Microsoft scoffs at Apple’s iPad
One Microsoft director is laughing at the newly announced Apple iPad for being more of a closed ecosystem than Windows products, but that’s not the only way that Redmond is beating its competition to the punch in touch computing.
Brandon Watson, Director of Product Management for Microsoft’s developer platform is quoted as saying, “It is a humorous world in how Microsoft is much more open than Apple.” While both have their own proprietary platforms and programming languages, he might just be right.
The fact that Apple based the iPad on its iPhone operating system means that the company will be keeping the same chokehold on which applications come to the device as the iTunes App Store. That means that anyone that creates an application duplicate any Apple functionality or contains off-color humor is likely to be shunned from the iPad.

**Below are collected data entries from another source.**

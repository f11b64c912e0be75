use crate::error::{OverlayError, Result};
use image::ImageFormat;
use std::path::Path;

#[derive(Debug, Clone, Copy, PartialEq, Eq)]
pub enum MediaKind {
    Image(ImageFormat),
    Video,
}

impl MediaKind {
    pub fn from_path(path: &Path) -> Result<Self> {
        let ext = path
            .extension()
            .and_then(|s| s.to_str())
            .map(str::to_ascii_lowercase)
            .unwrap_or_default();
        match ext.as_str() {
            "jpg" | "jpeg" => Ok(MediaKind::Image(ImageFormat::Jpeg)),
            "png" => Ok(MediaKind::Image(ImageFormat::Png)),
            "webp" => Ok(MediaKind::Image(ImageFormat::WebP)),
            "mp4" => Ok(MediaKind::Video),
            "" => Err(OverlayError::UnsupportedFormat(format!(
                "{} has no extension",
                path.display()
            ))),
            other => Err(OverlayError::UnsupportedFormat(format!(".{other}"))),
        }
    }

    pub fn label(&self) -> &'static str {
        match self {
            MediaKind::Image(_) => "image",
            MediaKind::Video => "video",
        }
    }

    pub fn output_suffix(&self) -> &'static str {
        match self {
            MediaKind::Image(ImageFormat::Jpeg) => "jpg",
            MediaKind::Image(ImageFormat::WebP) => "webp",
            MediaKind::Image(_) => "png",
            MediaKind::Video => "mp4",
        }
    }

    pub fn keeps_alpha(&self) -> bool {
        !matches!(self, MediaKind::Image(ImageFormat::Jpeg) | MediaKind::Video)
    }
}

#[cfg(test)]
mod tests {
    use super::*;

    #[test]
    fn detects_kinds_case_insensitively() {
        assert_eq!(
            MediaKind::from_path(Path::new("a/b/Story.JPEG")).unwrap(),
            MediaKind::Image(ImageFormat::Jpeg)
        );
        assert_eq!(
            MediaKind::from_path(Path::new("x.png")).unwrap(),
            MediaKind::Image(ImageFormat::Png)
        );
        assert_eq!(MediaKind::from_path(Path::new("clip.Mp4")).unwrap(), MediaKind::Video);
    }

    #[test]
    fn rejects_unknown_extensions() {
        let err = MediaKind::from_path(Path::new("movie.mov")).unwrap_err();
        assert!(matches!(err, OverlayError::UnsupportedFormat(ref s) if s == ".mov"));
        assert!(MediaKind::from_path(Path::new("README")).is_err());
    }

    #[test]
    fn jpeg_outputs_drop_alpha() {
        let jpeg = MediaKind::Image(ImageFormat::Jpeg);
        assert_eq!(jpeg.output_suffix(), "jpg");
        assert!(!jpeg.keeps_alpha());
        assert!(MediaKind::Image(ImageFormat::Png).keeps_alpha());
    }
}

There are a lot of other limitations that come along with the iPad. In addition, the Web browsing experience using Apple’s mobile browser on the iPad will lack Flash, browser plugins and a number of other features that you would expect from a desktop operating system.
And that’s precisely how Microsoft is differentiating itself from the touch tablet systems about to be released by both Apple and Google. While Apple and Google are building mobile operating systems and application ecosystems from scratch, Microsoft’s Windows 7 is ready to go and far more capable than any of the others to date.
Not to mention the fact that you can go out and buy a Windows 7 touch tablet today. Sure, there will be a lot more tablets on the market in a few months for every side, but getting ahead of the touch computing revolution might give Microsoft back its edge in the desktop and tablet market.
Between Windows 7’s touch features and the debacle that was Windows Vista, Microsoft is seeing a nice lift in people upgrading as well as its bottom line. Even though Apple has had the biggest launch event to date, it’s important to remember that the touch tablet wars are just getting started.




January 31st, 2010
Famous last words. :o)
Microsoft still doesn’t get it. Will I have to install Norton Antivirus on my shinny new Windows Tablet?….. You bet I will.
My mother doesn’t want a computer she has to fix every week. I know, because she calls me every week to fix it. She wants something easier to use: internet, email, books, photos. That’s it. Nothing more. No virus scanning, no Norton subscriptions, no rebuilding registries, no expensive upgrades to Windows 7, none of that.
While the geeks end pencil necks of this world deliberate on the fate of the iPad, my mother is planning on buying 2 of them for her and my father.